Abstract
The purpose of this study was to retrospectively evaluate radiologist performance in detection of lacunar infarcts on T1- and T2-weighted images, without and with the use of a computer-aided diagnosis (CAD) scheme. Thirty T1-weighted and 30 T2-weighted MR images obtained from 30 patients were used for assessing observer performance. These images were acquired using the fast spin-echo sequence with a 1.5-T MR imaging scanner. The group included 15 patients (age range, 48–83 years; mean age, 67.2 years; 10 men and five women) with a lacunar infarct and 15 patients (age range, 39–76 years; mean age, 64.0 years; eight men and seven women) without lacunar infarcts. Nine radiologists participated in the study. The radiologists initially interpreted the T1- and T2-weighted images without and then with the use of CAD, which indicated their confidence levels regarding the presence (or absence) of lacunar infarcts and the most likely position of a lesion on each MR scan. The observers’ performance without and with the computer output was evaluated by performing receiver operating characteristic analysis. For the nine radiologists, the mean area under the best-fit binormal receiver operating characteristic curve plotted for unit square values of radiologists who interpreted the images without and with the scheme were 0.891 and 0.937, respectively. The performance of the radiologists improved significantly when they used the computer output (p = 0.032). The CAD scheme has potential to improve the accuracy of radiologists’ performance in detection of lacunar infarcts.

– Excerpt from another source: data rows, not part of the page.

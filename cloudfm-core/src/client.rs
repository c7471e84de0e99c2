use std::time::Duration;

use reqwest::{Client, RequestBuilder, StatusCode};
use serde::{Deserialize, Serialize};
use thiserror::Error;
use tracing::debug;
use url::Url;

pub const DEFAULT_BASE_URL: &str = "https://storage-api.cloudfm.dev";

#[derive(Debug, Error)]
pub enum ApiError {
    #[error("request failed: {0}")]
    Request(#[from] reqwest::Error),
    #[error("invalid url: {0}")]
    Url(#[from] url::ParseError),
    #[error("api returned {status}: {body}")]
    Api { status: StatusCode, body: String },
}

#[derive(Debug, Clone, Copy, PartialEq, Eq)]
pub enum ApiErrorClass {
    Auth,
    NotFound,
    Rejected,
    Transient,
    Permanent,
}

/// Client for the per-application storage API.
///
/// Every call is addressed by the numeric application id that owns the
/// storage scope; file names travel as query parameters so no escaping is
/// needed on the caller's side.
#[derive(Clone)]
pub struct CloudClient {
    http: Client,
    base_url: Url,
    token: String,
}

impl CloudClient {
    pub fn with_base_url(base_url: &str, token: impl Into<String>) -> Result<Self, ApiError> {
        Ok(Self {
            http: Client::new(),
            base_url: Url::parse(base_url)?,
            token: token.into(),
        })
    }

    pub fn with_timeout(mut self, timeout: Duration) -> Result<Self, ApiError> {
        self.http = Client::builder().timeout(timeout).build()?;
        Ok(self)
    }

    pub async fn get_scope(&self, app_id: u32) -> Result<ScopeInfo, ApiError> {
        let mut url = self.endpoint("/v1/storage")?;
        url.query_pairs_mut()
            .append_pair("app_id", &app_id.to_string());
        let response = self.authorized(self.http.get(url)).send().await?;
        Self::handle_response(response).await
    }

    pub async fn list_files(
        &self,
        app_id: u32,
        limit: Option<u32>,
        offset: Option<u32>,
    ) -> Result<FileList, ApiError> {
        let mut url = self.endpoint("/v1/storage/files")?;
        {
            let mut query = url.query_pairs_mut();
            query.append_pair("app_id", &app_id.to_string());
            if let Some(limit) = limit {
                query.append_pair("limit", &limit.to_string());
            }
            if let Some(offset) = offset {
                query.append_pair("offset", &offset.to_string());
            }
        }
        let response = self.authorized(self.http.get(url)).send().await?;
        Self::handle_response(response).await
    }

    pub async fn list_files_all(
        &self,
        app_id: u32,
        page_size: u32,
    ) -> Result<Vec<FileEntry>, ApiError> {
        let page_size = page_size.max(1);
        let mut offset = 0u32;
        let mut items = Vec::new();
        loop {
            let page = self
                .list_files(app_id, Some(page_size), Some(offset))
                .await?;
            let received = page.items.len() as u32;
            offset = offset.saturating_add(received);
            let total = page.total;
            items.extend(page.items);
            debug!(app_id, offset, total, "fetched listing page");
            if offset >= total || received == 0 {
                break;
            }
        }
        Ok(items)
    }

    pub async fn get_file(&self, app_id: u32, name: &str) -> Result<FileEntry, ApiError> {
        let url = self.file_endpoint("/v1/storage/file", app_id, name)?;
        let response = self.authorized(self.http.get(url)).send().await?;
        Self::handle_response(response).await
    }

    pub async fn download(&self, app_id: u32, name: &str) -> Result<Vec<u8>, ApiError> {
        let url = self.file_endpoint("/v1/storage/file/content", app_id, name)?;
        let response = self.authorized(self.http.get(url)).send().await?;
        let response = Self::check_status(response).await?;
        Ok(response.bytes().await?.to_vec())
    }

    pub async fn upload(&self, app_id: u32, name: &str, data: Vec<u8>) -> Result<(), ApiError> {
        let url = self.file_endpoint("/v1/storage/file/content", app_id, name)?;
        let response = self
            .authorized(self.http.put(url))
            .body(data)
            .send()
            .await?;
        Self::check_status(response).await?;
        Ok(())
    }

    pub async fn delete_file(&self, app_id: u32, name: &str) -> Result<(), ApiError> {
        let url = self.file_endpoint("/v1/storage/file", app_id, name)?;
        let response = self.authorized(self.http.delete(url)).send().await?;
        Self::check_status(response).await?;
        Ok(())
    }

    fn authorized(&self, request: RequestBuilder) -> RequestBuilder {
        request.header("Authorization", self.auth_header_value())
    }

    fn auth_header_value(&self) -> String {
        format!("Bearer {}", self.token)
    }

    fn endpoint(&self, path: &str) -> Result<Url, ApiError> {
        Ok(self.base_url.join(path)?)
    }

    fn file_endpoint(&self, path: &str, app_id: u32, name: &str) -> Result<Url, ApiError> {
        let mut url = self.endpoint(path)?;
        url.query_pairs_mut()
            .append_pair("app_id", &app_id.to_string())
            .append_pair("name", name);
        Ok(url)
    }

    async fn check_status(response: reqwest::Response) -> Result<reqwest::Response, ApiError> {
        if response.status().is_success() {
            Ok(response)
        } else {
            let status = response.status();
            let body = response.text().await.unwrap_or_default();
            Err(ApiError::Api { status, body })
        }
    }

    async fn handle_response<T: serde::de::DeserializeOwned>(
        response: reqwest::Response,
    ) -> Result<T, ApiError> {
        let response = Self::check_status(response).await?;
        Ok(response.json::<T>().await?)
    }
}

impl ApiError {
    pub fn classification(&self) -> Option<ApiErrorClass> {
        match self {
            ApiError::Api { status, .. } => Some(classify_api_status(*status)),
            _ => None,
        }
    }

    pub fn is_not_found(&self) -> bool {
        matches!(self.classification(), Some(ApiErrorClass::NotFound))
    }

    /// The backend understood the request and refused it.
    pub fn is_rejection(&self) -> bool {
        matches!(self.classification(), Some(ApiErrorClass::Rejected))
    }
}

fn classify_api_status(status: StatusCode) -> ApiErrorClass {
    if status == StatusCode::UNAUTHORIZED {
        ApiErrorClass::Auth
    } else if status == StatusCode::NOT_FOUND {
        ApiErrorClass::NotFound
    } else if matches!(
        status,
        StatusCode::FORBIDDEN
            | StatusCode::CONFLICT
            | StatusCode::PAYLOAD_TOO_LARGE
            | StatusCode::INSUFFICIENT_STORAGE
    ) {
        ApiErrorClass::Rejected
    } else if status.is_server_error()
        || matches!(
            status,
            StatusCode::REQUEST_TIMEOUT | StatusCode::TOO_MANY_REQUESTS | StatusCode::TOO_EARLY
        )
    {
        ApiErrorClass::Transient
    } else {
        ApiErrorClass::Permanent
    }
}

#[derive(Debug, Clone, Deserialize, Serialize)]
pub struct ScopeInfo {
    pub app_id: u32,
    pub total_bytes: u64,
    pub available_bytes: u64,
}

#[derive(Debug, Clone, Deserialize, Serialize)]
pub struct FileEntry {
    pub name: String,
    #[serde(default)]
    pub size: u64,
    #[serde(default)]
    pub modified: Option<String>,
    #[serde(default = "default_true")]
    pub persisted: bool,
    #[serde(default = "default_true")]
    pub exists: bool,
}

#[derive(Debug, Deserialize, Serialize)]
pub struct FileList {
    pub items: Vec<FileEntry>,
    pub limit: u32,
    pub offset: u32,
    pub total: u32,
}

fn default_true() -> bool {
    true
}
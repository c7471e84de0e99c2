use std::fmt;
use std::path::Path;

use serde::Serialize;
use time::OffsetDateTime;

use super::{BackendHandle, MAX_READ_BYTES, StorageError};

/// Snapshot of one remote object, valid at the moment it was queried.
///
/// `exists` and `is_persisted` are passed through from the backend as-is.
#[derive(Debug, Clone, PartialEq, Eq, Serialize)]
pub struct FileMeta {
    pub name: String,
    pub size: u64,
    #[serde(with = "time::serde::rfc3339::option")]
    pub timestamp: Option<OffsetDateTime>,
    pub is_persisted: bool,
    pub exists: bool,
}

impl FileMeta {
    pub(crate) fn unqueried(name: &str) -> Self {
        Self {
            name: name.to_string(),
            size: 0,
            timestamp: None,
            is_persisted: false,
            exists: false,
        }
    }

    pub(crate) fn missing(name: &str) -> Self {
        Self::unqueried(name)
    }
}

#[derive(Clone)]
pub struct RemoteFile {
    meta: FileMeta,
    backend: BackendHandle,
}

impl RemoteFile {
    pub(crate) fn new(meta: FileMeta, backend: BackendHandle) -> Self {
        Self { meta, backend }
    }

    pub fn name(&self) -> &str {
        &self.meta.name
    }

    /// Base name of the object, used as the default local file name.
    pub fn base_name(&self) -> &str {
        Path::new(&self.meta.name)
            .file_name()
            .and_then(|name| name.to_str())
            .unwrap_or(&self.meta.name)
    }

    pub fn size(&self) -> u64 {
        self.meta.size
    }

    pub fn timestamp(&self) -> Option<OffsetDateTime> {
        self.meta.timestamp
    }

    pub fn is_persisted(&self) -> bool {
        self.meta.is_persisted
    }

    pub fn exists(&self) -> bool {
        self.meta.exists
    }

    pub fn meta(&self) -> &FileMeta {
        &self.meta
    }

    pub async fn stat(&self) -> Result<FileMeta, StorageError> {
        self.ensure_connected()?;
        self.backend.stat(&self.meta.name).await
    }

    pub async fn read_all_bytes(&self) -> Result<Vec<u8>, StorageError> {
        self.ensure_connected()?;
        if self.meta.size > MAX_READ_BYTES {
            return Err(StorageError::read(
                &self.meta.name,
                format!("size {} exceeds the single read limit", self.meta.size),
            ));
        }
        let data = self.backend.read(&self.meta.name).await?;
        if data.len() as u64 > MAX_READ_BYTES {
            return Err(StorageError::read(
                &self.meta.name,
                format!("size {} exceeds the single read limit", data.len()),
            ));
        }
        Ok(data)
    }

    pub async fn write_all_bytes(&self, data: Vec<u8>) -> Result<(), StorageError> {
        self.ensure_connected()?;
        self.backend.write(&self.meta.name, data).await
    }

    pub async fn delete(&self) -> Result<(), StorageError> {
        self.ensure_connected()?;
        self.backend.delete(&self.meta.name).await
    }

    fn ensure_connected(&self) -> Result<(), StorageError> {
        if self.backend.is_connected() {
            Ok(())
        } else {
            Err(StorageError::Unavailable(format!(
                "session for app {} was lost",
                self.backend.scope()
            )))
        }
    }
}

impl fmt::Debug for RemoteFile {
    fn fmt(&self, f: &mut fmt::Formatter<'_>) -> fmt::Result {
        f.debug_struct("RemoteFile")
            .field("scope", &self.backend.scope())
            .field("meta", &self.meta)
            .finish()
    }
}
use super::response::{empty_response, error_response, message_response};
use crate::features::subscriptions::handlers::{self, QueryParams};
use crate::shared::errors::{AppError, AppResult};
use crate::AppState;
use http_body_util::{BodyExt, Limited};
use hyper::body::{Body, Bytes};
use hyper::{Method, Request, Response, StatusCode};
use std::sync::Arc;

const SUBSCRIPTIONS_PATH: &str = "/api/v1/subscriptions";

/// リクエスト本文の上限（1 MiB）
const MAX_BODY_BYTES: usize = 1024 * 1024;

/// 解決済みのルート
#[derive(Debug, Clone, PartialEq, Eq)]
pub enum Route {
    Health,
    CreateSubscription,
    ListSubscriptions,
    TotalCost,
    GetSubscription(String),
    UpdateSubscription(String),
    DeleteSubscription(String),
}

/// ルート解決の失敗
#[derive(Debug, Clone, Copy, PartialEq, Eq)]
pub enum RouteError {
    NotFound,
    MethodNotAllowed,
}

impl Route {
    /// メソッドとパスからルートを解決する
    ///
    /// # 引数
    /// * `method` - HTTPメソッド
    /// * `path` - リクエストパス（クエリを含まない）
    ///
    /// # 戻り値
    /// 解決したルート。パスが存在しない場合は `NotFound`、
    /// メソッドが対応していない場合は `MethodNotAllowed`
    pub fn resolve(method: &Method, path: &str) -> Result<Self, RouteError> {
        let path = match path.strip_suffix('/') {
            Some(trimmed) if !trimmed.is_empty() => trimmed,
            _ => path,
        };

        if path == "/health" {
            return match *method {
                Method::GET => Ok(Route::Health),
                _ => Err(RouteError::MethodNotAllowed),
            };
        }

        let rest = path
            .strip_prefix(SUBSCRIPTIONS_PATH)
            .ok_or(RouteError::NotFound)?;

        if rest.is_empty() {
            return match *method {
                Method::POST => Ok(Route::CreateSubscription),
                Method::GET => Ok(Route::ListSubscriptions),
                _ => Err(RouteError::MethodNotAllowed),
            };
        }

        let segment = rest.strip_prefix('/').ok_or(RouteError::NotFound)?;
        if segment.is_empty() || segment.contains('/') {
            return Err(RouteError::NotFound);
        }

        if segment == "total-cost" {
            return match *method {
                Method::GET => Ok(Route::TotalCost),
                _ => Err(RouteError::MethodNotAllowed),
            };
        }

        let id = segment.to_string();
        match *method {
            Method::GET => Ok(Route::GetSubscription(id)),
            Method::PUT => Ok(Route::UpdateSubscription(id)),
            Method::DELETE => Ok(Route::DeleteSubscription(id)),
            _ => Err(RouteError::MethodNotAllowed),
        }
    }

    /// ログ出力に使う操作名
    pub fn action(&self) -> &'static str {
        match self {
            Route::Health => "health",
            Route::CreateSubscription => "create_subscription",
            Route::ListSubscriptions => "list_subscriptions",
            Route::TotalCost => "total_cost",
            Route::GetSubscription(_) => "get_subscription",
            Route::UpdateSubscription(_) => "update_subscription",
            Route::DeleteSubscription(_) => "delete_subscription",
        }
    }
}

/// HTTPリクエストを処理してレスポンスを返す
///
/// エラーはすべてJSONのエラーレスポンスに変換されるため、
/// この関数自体は失敗しない。
pub async fn handle_request<B>(req: Request<B>, state: Arc<AppState>) -> Response<String>
where
    B: Body,
    B::Error: Into<Box<dyn std::error::Error + Send + Sync>>,
{
    let method = req.method().clone();
    let path = req.uri().path().to_string();

    let route = match Route::resolve(&method, &path) {
        Ok(route) => route,
        Err(RouteError::NotFound) => {
            log::debug!("未対応のリクエスト: {method} {path}");
            return message_response(StatusCode::NOT_FOUND, "not found");
        }
        Err(RouteError::MethodNotAllowed) => {
            log::debug!("許可されていないメソッド: {method} {path}");
            return message_response(StatusCode::METHOD_NOT_ALLOWED, "method not allowed");
        }
    };

    let action = route.action();
    state.logger.started(action, method.as_str(), &path);

    match dispatch(route, req, Arc::clone(&state)).await {
        Ok(response) => response,
        Err(e) => {
            state.logger.failed(action, &e);
            error_response(&e)
        }
    }
}

/// 本文を読み込んだ後、ハンドラーをブロッキング用スレッドで実行する
///
/// ハンドラーは SQLite への同期アクセスを含むため、
/// tokio のワーカースレッドを占有しないようにする。
async fn dispatch<B>(
    route: Route,
    req: Request<B>,
    state: Arc<AppState>,
) -> AppResult<Response<String>>
where
    B: Body,
    B::Error: Into<Box<dyn std::error::Error + Send + Sync>>,
{
    let query = parse_query(req.uri().query());
    let body = match route {
        Route::CreateSubscription | Route::UpdateSubscription(_) => read_body(req).await?,
        _ => Bytes::new(),
    };

    tokio::task::spawn_blocking(move || {
        let state = &*state;
        match route {
            Route::Health => Ok(empty_response(StatusCode::OK)),
            Route::CreateSubscription => handlers::create_subscription(state, &body),
            Route::ListSubscriptions => handlers::list_subscriptions(state, &query),
            Route::TotalCost => handlers::total_cost(state, &query),
            Route::GetSubscription(id) => handlers::get_subscription(state, &id),
            Route::UpdateSubscription(id) => handlers::update_subscription(state, &id, &body),
            Route::DeleteSubscription(id) => handlers::delete_subscription(state, &id),
        }
    })
    .await
    .map_err(|e| AppError::concurrency(format!("リクエスト処理タスクが異常終了しました: {e}")))?
}

/// リクエスト本文を上限付きで読み込む
async fn read_body<B>(req: Request<B>) -> AppResult<Bytes>
where
    B: Body,
    B::Error: Into<Box<dyn std::error::Error + Send + Sync>>,
{
    let limited = Limited::new(req.into_body(), MAX_BODY_BYTES);
    match limited.collect().await {
        Ok(collected) => Ok(collected.to_bytes()),
        Err(e) => {
            log::debug!("リクエスト本文の読み込みに失敗しました: {e}");
            Err(AppError::validation("invalid request"))
        }
    }
}

/// クエリ文字列を解析する
///
/// 同じキーが複数ある場合は最初の値を使う。
fn parse_query(query: Option<&str>) -> QueryParams {
    let mut params = QueryParams::new();
    if let Some(query) = query {
        for (key, value) in url::form_urlencoded::parse(query.as_bytes()) {
            params.entry(key.into_owned()).or_insert_with(|| value.into_owned());
        }
    }
    params
}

Keywords: Lacunar infarct, Magnetic resonance (MR), Computer-aided diagnosis (CAD), Observer study, Receiver operating characteristic (ROC)
Introduction
Stroke is the third leading cause of death in the USA and is one of the most expensive conditions to treat. Each year, in the USA alone, approximately 780,000 strokes are recorded, of which 180,000 are recurrent [1]. Asymptomatic ischemic cerebrovascular disorders are an early manifestation of cerebrovascular diseases. Aging and hypertension are considered to be independent risk factors for silent lacunar infarcts [2]. Therefore, a health check system for early detection of asymptomatic cerebral and cerebrovascular diseases, which is called brain dock or brain check-up, is widely used in Japan. In this screening system, asymptomatic lacunar infarcts are often detected on magnetic resonance (MR) images. The detection of asymptomatic lacunar infarcts is important because their presence indicates an increased risk of severe cerebral infarction [3, 4]. However, accurate identification of lacunar infarcts on MR images is often difficult for radiologists because of the difficulty in distinguishing infarcts from other lesions, such as enlarged Virchow-Robin spaces [5]. Therefore, we have developed a computer-aided diagnosis (CAD) scheme for the detection of lacunar infarcts on T1- and T2-weighted images in order to assist radiologists who use computer outputs as a guide for image interpretation [6–8].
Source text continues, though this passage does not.